Что всё ещё может быть. Как раньше.
Провожаю доктора и возвращаюсь. Алиса уснула. Врач предупредила мне, что поставила ей мягкое успокоительное. Сажусь на краешек кровати и беру Лисёныша за руку. Подношу мягкую, тёплую ладошку к лицу.
Боже, только сейчас понял, как соскучился по её запаху. По её родным мягким пальчикам. По прикосновениям, по объятиям, по поцелуям. Боюсь, что могу разбудить, но уже не в состоянии себя сдерживать. Осторожно и очень бережно начинаю целовать каждый пальчик.

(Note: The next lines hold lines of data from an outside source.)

use std::sync::Arc;

use russh::client::{self, Handle};
use russh::{ChannelMsg, Pty};
use tokio::io::{AsyncBufReadExt, AsyncReadExt, AsyncWriteExt, BufReader};
use tracing::{error, warn};
use uuid::Uuid;

use crate::client::ClientEndpoint;
use crate::frame_stream::FrameStream;
use crate::hub::HubHandle;

const DEFAULT_COLS: u32 = 80;
const DEFAULT_ROWS: u32 = 24;

/// Runs an embedded SSH client over the Proxy leg, with the Tunnel leg
/// playing the role of the SSH client's own terminal: it supplies the
/// username/geometry as query parameters and carries the interactive shell
/// session as raw bytes. Neither leg sees SSH framing — from outside this
/// handler, both endpoints just look like an attached channel like any
/// other; the protocol only exists between the two `FrameStream`s this
/// function builds over them.
pub async fn run(
    channel_id: Uuid,
    proxy: Arc<ClientEndpoint>,
    tunnel: Arc<ClientEndpoint>,
    hub: HubHandle,
) {
    if let Err(e) = run_inner(channel_id, proxy.clone(), tunnel.clone()).await {
        error!(%channel_id, error = %e, "ssh handler failed");
    }

    proxy.close().await;
    tunnel.close().await;
    hub.disconnected(proxy);
    hub.disconnected(tunnel);
}

async fn run_inner(
    channel_id: Uuid,
    proxy: Arc<ClientEndpoint>,
    tunnel: Arc<ClientEndpoint>,
) -> anyhow::Result<()> {
    let username = tunnel
        .params
        .get("username")
        .cloned()
        .ok_or_else(|| anyhow::anyhow!("missing required `username` query parameter"))?;
    let cols: u32 = tunnel
        .params
        .get("cols")
        .and_then(|s| s.parse().ok())
        .unwrap_or(DEFAULT_COLS);
    let rows: u32 = tunnel
        .params
        .get("rows")
        .and_then(|s| s.parse().ok())
        .unwrap_or(DEFAULT_ROWS);
    let password = tunnel.params.get("password").cloned();

    let proxy_stream = FrameStream::new(proxy.clone());
    let mut tunnel_stream = FrameStream::new(tunnel.clone());

    let config = Arc::new(client_config());
    let mut session: Handle<SshClientHandler> =
        client::connect_stream(config, proxy_stream, SshClientHandler).await?;

    let password = match password {
        Some(p) => p,
        None => prompt_password(&mut tunnel_stream, &username).await?,
    };

    let authenticated = session.authenticate_password(&username, &password).await?;
    anyhow::ensure!(
        authenticated,
        "ssh authentication rejected for user {username}"
    );

    let mut channel = session.channel_open_session().await?;
    channel
        .request_pty(
            false,
            "xterm",
            cols,
            rows,
            0,
            0,
            &[
                (Pty::ECHO, 1),
                (Pty::TTY_OP_ISPEED, 14400),
                (Pty::TTY_OP_OSPEED, 14400),
            ],
        )
        .await?;
    channel.request_shell(false).await?;

    pump_session(channel_id, channel, tunnel_stream).await
}

/// Matches the Go original's `PasswordCallback`, templated with the
/// username: prompt over the tunnel leg, read one line, echo a newline
/// back. Used only when the Tunnel agent didn't already supply `password`
/// as a query parameter.
async fn prompt_password(
    tunnel_stream: &mut FrameStream,
    username: &str,
) -> anyhow::Result<String> {
    let prompt = format!("{username} password: ");
    tunnel_stream.write_all(prompt.as_bytes()).await?;
    tunnel_stream.flush().await?;

    let mut reader = BufReader::new(&mut *tunnel_stream);
    let mut line = String::new();
    reader.read_line(&mut line).await?;

    tunnel_stream.write_all(b"\r\n").await?;
    Ok(line.trim().to_string())
}

async fn pump_session(
    channel_id: Uuid,
    mut channel: russh::Channel<client::Msg>,
    tunnel_stream: FrameStream,
) -> anyhow::Result<()> {
    let (mut read_half, mut write_half) = tokio::io::split(tunnel_stream);
    let mut buf = vec![0u8; 32 * 1024];

    loop {
        tokio::select! {
            result = read_half.read(&mut buf) => {
                match result {
                    Ok(0) => {
                        let _ = channel.eof().await;
                        break;
                    }
                    Ok(n) => {
                        channel.data(&buf[..n]).await?;
                    }
                    Err(e) => {
                        warn!(%channel_id, error = %e, "tunnel leg read error");
                        break;
                    }
                }
            }
            msg = channel.wait() => {
                match msg {
                    Some(ChannelMsg::Data { data }) | Some(ChannelMsg::ExtendedData { data, .. }) => {
                        write_half.write_all(&data).await?;
                    }
                    Some(ChannelMsg::Eof) | Some(ChannelMsg::Close) | None => break,
                    Some(ChannelMsg::ExitStatus { .. }) => break,
                    Some(_) => {}
                }
            }
        }
    }

    Ok(())
}

/// Extends the library's default cipher preference with `aes128-cbc`,
/// mirroring `GetSupportedCiphers` in the Go original: some legacy SSH
/// servers this relay targets only speak that cipher.
fn client_config() -> client::Config {
    let mut cipher = russh::Preferred::DEFAULT.cipher.to_vec();
    let aes128_cbc = russh::cipher::Name("aes128-cbc");
    if !cipher.contains(&aes128_cbc) {
        cipher.push(aes128_cbc);
    }

    client::Config {
        preferred: russh::Preferred {
            cipher: cipher.into(),
            ..russh::Preferred::DEFAULT
        },
        ..client::Config::default()
    }
}

struct SshClientHandler;

impl client::Handler for SshClientHandler {
    type Error = russh::Error;
    type FutureUnit = futures_util::future::Ready<Result<(Self, client::Session), Self::Error>>;
    type FutureBool = futures_util::future::Ready<Result<(Self, bool), Self::Error>>;

    fn finished_bool(self, b: bool) -> Self::FutureBool {
        futures_util::future::ready(Ok((self, b)))
    }

    fn finished(self, session: client::Session) -> Self::FutureUnit {
        futures_util::future::ready(Ok((self, session)))
    }

    /// The transport here is the Connector's own Proxy-leg WebSocket, not a
    /// direct TCP connection to the target host, so there's no independently
    /// verifiable host key to pin against.
    fn check_server_key(self, _server_public_key: &russh_keys::key::PublicKey) -> Self::FutureBool {
        self.finished_bool(true)
    }
}
use uuid::Uuid;

#[derive(Debug, thiserror::Error)]
pub enum ConnectorError {
    #[error("websocket error: {0}")]
    WebSocket(#[from] axum::Error),

    #[error("io error: {0}")]
    Io(#[from] std::io::Error),

    #[error("channel {0} not found")]
    ChannelNotFound(Uuid),

    #[error("connection closed")]
    Closed,
}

— Прости, Лисёныш. Прости меня…
Шепчу. И плачу. Уже не могу держать это всё в себе. И пусть Алиса меня сейчас не слышит, но я должен это сказать.
Хотя бы самому себе.
Наклоняюсь, чтобы убрать волосы с её лица, как вдруг:
— Шурик, ты дома?! — ядовитый смех проникает под кожу. — А у меня для тебя прекрасная новость!
Глава 32. Алиса
После того, как Пушкин устроил драку, я была окончательно “сломана”. Едва мы с Денисом поднялись в квартиру, как я тут же разревелась. Друг повёл меня на кухню, налил воды и заставил выпить. Я, стуча зубами о стекло, опустошила стакан.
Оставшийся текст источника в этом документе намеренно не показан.